EXERCISE >>
Would you give the entries below again, precisely as they are written?

ENTRIES SUPPLIED below:

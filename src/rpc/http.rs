//! HTTPS transport backed by `reqwest`.

use std::time::Duration;

use reqwest::header::CONTENT_TYPE;
use tracing::{debug, warn};

use super::{RpcError, RpcFuture, Transport, envelope};

/// Default per-request HTTP timeout.
pub const DEFAULT_REQUEST_TIMEOUT: Duration = Duration::from_secs(30);

/// Settings used to build an [`HttpTransport`].
#[derive(Clone, Debug, Eq, PartialEq)]
pub struct TransportSettings {
    /// Controller JSON-RPC endpoint URL. `None` makes every call fail with
    /// [`RpcError::EndpointUnset`].
    pub endpoint: Option<String>,
    /// Accept any server certificate. Off unless explicitly requested.
    pub insecure_skip_tls_verify: bool,
    /// Per-request timeout applied by the HTTP client.
    pub request_timeout: Duration,
}

impl TransportSettings {
    /// Creates verified-TLS settings for `endpoint`.
    #[must_use]
    pub fn new(endpoint: Option<String>) -> Self {
        Self {
            endpoint: endpoint
                .map(|value| value.trim().to_owned())
                .filter(|value| !value.is_empty()),
            insecure_skip_tls_verify: false,
            request_timeout: DEFAULT_REQUEST_TIMEOUT,
        }
    }

    /// Opts in to (or out of) skipping certificate verification.
    #[must_use]
    pub const fn insecure_skip_tls_verify(mut self, value: bool) -> Self {
        self.insecure_skip_tls_verify = value;
        self
    }

    /// Overrides the per-request timeout.
    #[must_use]
    pub const fn request_timeout(mut self, value: Duration) -> Self {
        self.request_timeout = value;
        self
    }
}

/// Issues one HTTPS POST per call. No retries.
#[derive(Clone, Debug)]
pub struct HttpTransport {
    client: reqwest::Client,
    endpoint: Option<String>,
}

impl HttpTransport {
    /// Builds the transport.
    ///
    /// # Errors
    ///
    /// Returns [`RpcError::Client`] when the underlying HTTP client cannot be
    /// constructed.
    pub fn new(settings: &TransportSettings) -> Result<Self, RpcError> {
        if settings.insecure_skip_tls_verify {
            warn!("TLS certificate verification is disabled for the controller endpoint");
        }
        let client = reqwest::Client::builder()
            .timeout(settings.request_timeout)
            .danger_accept_invalid_certs(settings.insecure_skip_tls_verify)
            .build()
            .map_err(|err| RpcError::Client(err.to_string()))?;
        Ok(Self {
            client,
            endpoint: settings.endpoint.clone(),
        })
    }

    /// Returns the configured endpoint, if any.
    #[must_use]
    pub fn endpoint(&self) -> Option<&str> {
        self.endpoint.as_deref()
    }
}

impl Transport for HttpTransport {
    fn post<'a>(&'a self, method: &'a str, body: Vec<u8>) -> RpcFuture<'a, Vec<u8>> {
        Box::pin(async move {
            let Some(endpoint) = self.endpoint.as_deref() else {
                return Err(RpcError::EndpointUnset);
            };

            let transport_error = |message: String| RpcError::Transport {
                method: method.to_owned(),
                message,
            };

            let response = self
                .client
                .post(endpoint)
                .header(CONTENT_TYPE, "application/json")
                .body(body)
                .send()
                .await
                .map_err(|err| transport_error(err.to_string()))?;

            let status = response.status();
            let bytes = response
                .bytes()
                .await
                .map_err(|err| transport_error(err.to_string()))?;
            debug!(method, %status, len = bytes.len(), "controller responded");

            if !status.is_success() && !envelope::carries_error(&bytes) {
                let text = String::from_utf8_lossy(&bytes);
                return Err(transport_error(format!("HTTP {status}: {}", text.trim())));
            }
            Ok(bytes.to_vec())
        })
    }
}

End of ENTRIES SUPPLIED.

RESULT OF THIS TASK >>
filename src/rpc/http.rs
//! HTTPS transport backed by `reqwest`.

use std::time::Duration;

use reqwest::header::CONTENT_TYPE;
use tracing::{debug, warn};

use super::{RpcError, RpcFuture, Transport, envelope};

/// Default per-request HTTP timeout.
pub const DEFAULT_REQUEST_TIMEOUT: Duration = Duration::from_secs(30);

/// Settings used to build an [`HttpTransport`].
#[derive(Clone, Debug, Eq, PartialEq)]
pub struct TransportSettings {
    /// Controller JSON-RPC endpoint URL. `None` makes every call fail with
    /// [`RpcError::EndpointUnset`].
    pub endpoint: Option<String>,
    /// Accept any server certificate. Off unless explicitly requested.
    pub insecure_skip_tls_verify: bool,
    /// Per-request timeout applied by the HTTP client.
    pub request_timeout: Duration,
}

impl TransportSettings {
    /// Creates verified-TLS settings for `endpoint`.
    #[must_use]
    pub fn new(endpoint: Option<String>) -> Self {
        Self {
            endpoint: endpoint
                .map(|value| value.trim().to_owned())
                .filter(|value| !value.is_empty()),
            insecure_skip_tls_verify: false,
            request_timeout: DEFAULT_REQUEST_TIMEOUT,
        }
    }

    /// Opts in to (or out of) skipping certificate verification.
    #[must_use]
    pub const fn insecure_skip_tls_verify(mut self, value: bool) -> Self {
        self.insecure_skip_tls_verify = value;
        self
    }

    /// Overrides the per-request timeout.
    #[must_use]
    pub const fn request_timeout(mut self, value: Duration) -> Self {
        self.request_timeout = value;
        self
    }
}

/// Issues one HTTPS POST per call. No retries.
#[derive(Clone, Debug)]
pub struct HttpTransport {
    client: reqwest::Client,
    endpoint: Option<String>,
}

impl HttpTransport {
    /// Builds the transport.
    ///
    /// # Errors
    ///
    /// Returns [`RpcError::Client`] when the underlying HTTP client cannot be
    /// constructed.
    pub fn new(settings: &TransportSettings) -> Result<Self, RpcError> {
        if settings.insecure_skip_tls_verify {
            warn!("TLS certificate verification is disabled for the controller endpoint");
        }
        let client = reqwest::Client::builder()
            .timeout(settings.request_timeout)
            .danger_accept_invalid_certs(settings.insecure_skip_tls_verify)
            .build()
            .map_err(|err| RpcError::Client(err.to_string()))?;
        Ok(Self {
            client,
            endpoint: settings.endpoint.clone(),
        })
    }

    /// Returns the configured endpoint, if any.
    #[must_use]
    pub fn endpoint(&self) -> Option<&str> {
        self.endpoint.as_deref()
    }
}

impl Transport for HttpTransport {
    fn post<'a>(&'a self, method: &'a str, body: Vec<u8>) -> RpcFuture<'a, Vec<u8>> {
        Box::pin(async move {
            let Some(endpoint) = self.endpoint.as_deref() else {
                return Err(RpcError::EndpointUnset);
            };

            let transport_error = |message: String| RpcError::Transport {
                method: method.to_owned(),
                message,
            };

            let response = self
                .client
                .post(endpoint)
                .header(CONTENT_TYPE, "application/json")
                .body(body)
                .send()
                .await
                .map_err(|err| transport_error(err.to_string()))?;

            let status = response.status();
            let bytes = response
                .bytes()
                .await
                .map_err(|err| transport_error(err.to_string()))?;
            debug!(method, %status, len = bytes.len(), "controller responded");

            if !status.is_success() && !envelope::carries_error(&bytes) {
                let text = String::from_utf8_lossy(&bytes);
                return Err(transport_error(format!("HTTP {status}: {}", text.trim())));
            }
            Ok(bytes.to_vec())
        })
    }
}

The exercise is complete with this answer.